**Exercise material**
// =========================================================
// Serveur final du volet « domaine inconnu » — déchiffre les
// survivants du seuillage et rend les chaînes en clair.
// =========================================================

use crate::crypto_error::CryptoError;
use crate::rsa_oaep::r_decrypt::r_decrypt::r_decrypt;
use crate::rsa_oaep::r_keygen::KeyPair;

pub struct UnknownDomainServer {
    keypair: KeyPair,
}

impl UnknownDomainServer {
    pub fn new(keypair: KeyPair) -> UnknownDomainServer {
        UnknownDomainServer { keypair }
    }

    /// Déchiffre les chiffrés internes libérés par le serveur auxiliaire.
    pub fn decrypt_message(
        &self,
        encrypted_messages: &[Vec<u8>],
    ) -> Result<Vec<String>, CryptoError> {
        let mut result = Vec::with_capacity(encrypted_messages.len());
        for message in encrypted_messages {
            let decrypted_message =
                r_decrypt(message, &self.keypair.public_key, &self.keypair.secret_key)?;
            let plaintext =
                String::from_utf8(decrypted_message).map_err(|_| CryptoError::Utf8DecodeFailed)?;
            result.push(plaintext);
        }
        Ok(result)
    }
}

// ============================================================================
// Tests d'intégration du pipeline complet
// ============================================================================
#[cfg(test)]
mod tests {
    use super::*;
    use crate::gcms::gcms_shuffler::shuffle;
    use crate::rsa_oaep::r_keygen::r_keygen::r_keygen;
    use crate::unknown_domain::unknown_domain_aux_server::{
        ThresholdParams, UnknownDomainAuxServer,
    };
    use crate::unknown_domain::unknown_domain_client::on_device_algorithm;

    #[test]
    fn test_pipeline_frequents_liberes_singletons_elimines() {
        // Serveur : bloc de 96 octets (chiffré interne), auxiliaire : bloc
        // de 256 octets, assez pour 96 + 32
        let server_kp = r_keygen(768).unwrap();
        let aux_kp = r_keygen(2048).unwrap();

        let mut data: Vec<String> = Vec::new();
        data.extend(std::iter::repeat("123".to_string()).take(40));
        data.push("rare".to_string());

        let params = ThresholdParams {
            epsilon: 0.5,
            delta: 1.0 / (100.0 * data.len() as f64),
        };
        // T ≈ 16.3 : le groupe de 40 passe sauf queue de Laplace extrême,
        // le singleton est rejeté avec probabilité ~1 - 3e-4
        let t = params.threshold();

        let encrypted = on_device_algorithm(&data, &server_kp.public_key, &aux_kp.public_key)
            .unwrap();
        let shuffled = shuffle(&encrypted);

        let aux_server = UnknownDomainAuxServer::new(aux_kp);
        let released = aux_server
            .dp_protection(&shuffled, t, params.scale())
            .unwrap();

        let server = UnknownDomainServer::new(server_kp);
        let result = server.decrypt_message(&released).unwrap();

        assert!(result.contains(&"123".to_string()), "message fréquent perdu");
        assert!(!result.contains(&"rare".to_string()), "singleton libéré");
        // Au plus un représentant par groupe
        assert!(result.len() <= 2);
    }

    #[test]
    fn test_groupage_par_hachage() {
        // Deux messages identiques chiffrés séparément tombent dans le même
        // groupe : un seul représentant sort
        let server_kp = r_keygen(768).unwrap();
        let aux_kp = r_keygen(2048).unwrap();

        let data = vec!["abc".to_string(), "abc".to_string(), "abc".to_string()];
        let encrypted =
            on_device_algorithm(&data, &server_kp.public_key, &aux_kp.public_key).unwrap();

        let aux_server = UnknownDomainAuxServer::new(aux_kp);
        // Seuil 0, bruit nul : tout groupe est libéré
        let released = aux_server.dp_protection(&encrypted, 0.0, 0.0).unwrap();
        assert_eq!(released.len(), 1);

        let server = UnknownDomainServer::new(server_kp);
        assert_eq!(server.decrypt_message(&released).unwrap(), vec!["abc"]);
    }
}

**What needs to be done**
Give back, exactly as written, the stretch from the line with "chaînes en clair." through the line with "-> Result<Vec<String>, CryptoError>", and no other lines from the records above.

**Response to this exercise**
// survivants du seuillage et rend les chaînes en clair.
// =========================================================

use crate::crypto_error::CryptoError;
use crate::rsa_oaep::r_decrypt::r_decrypt::r_decrypt;
use crate::rsa_oaep::r_keygen::KeyPair;

pub struct UnknownDomainServer {
    keypair: KeyPair,
}

impl UnknownDomainServer {
    pub fn new(keypair: KeyPair) -> UnknownDomainServer {
        UnknownDomainServer { keypair }
    }

    /// Déchiffre les chiffrés internes libérés par le serveur auxiliaire.
    pub fn decrypt_message(
        &self,
        encrypted_messages: &[Vec<u8>],
    ) -> Result<Vec<String>, CryptoError> {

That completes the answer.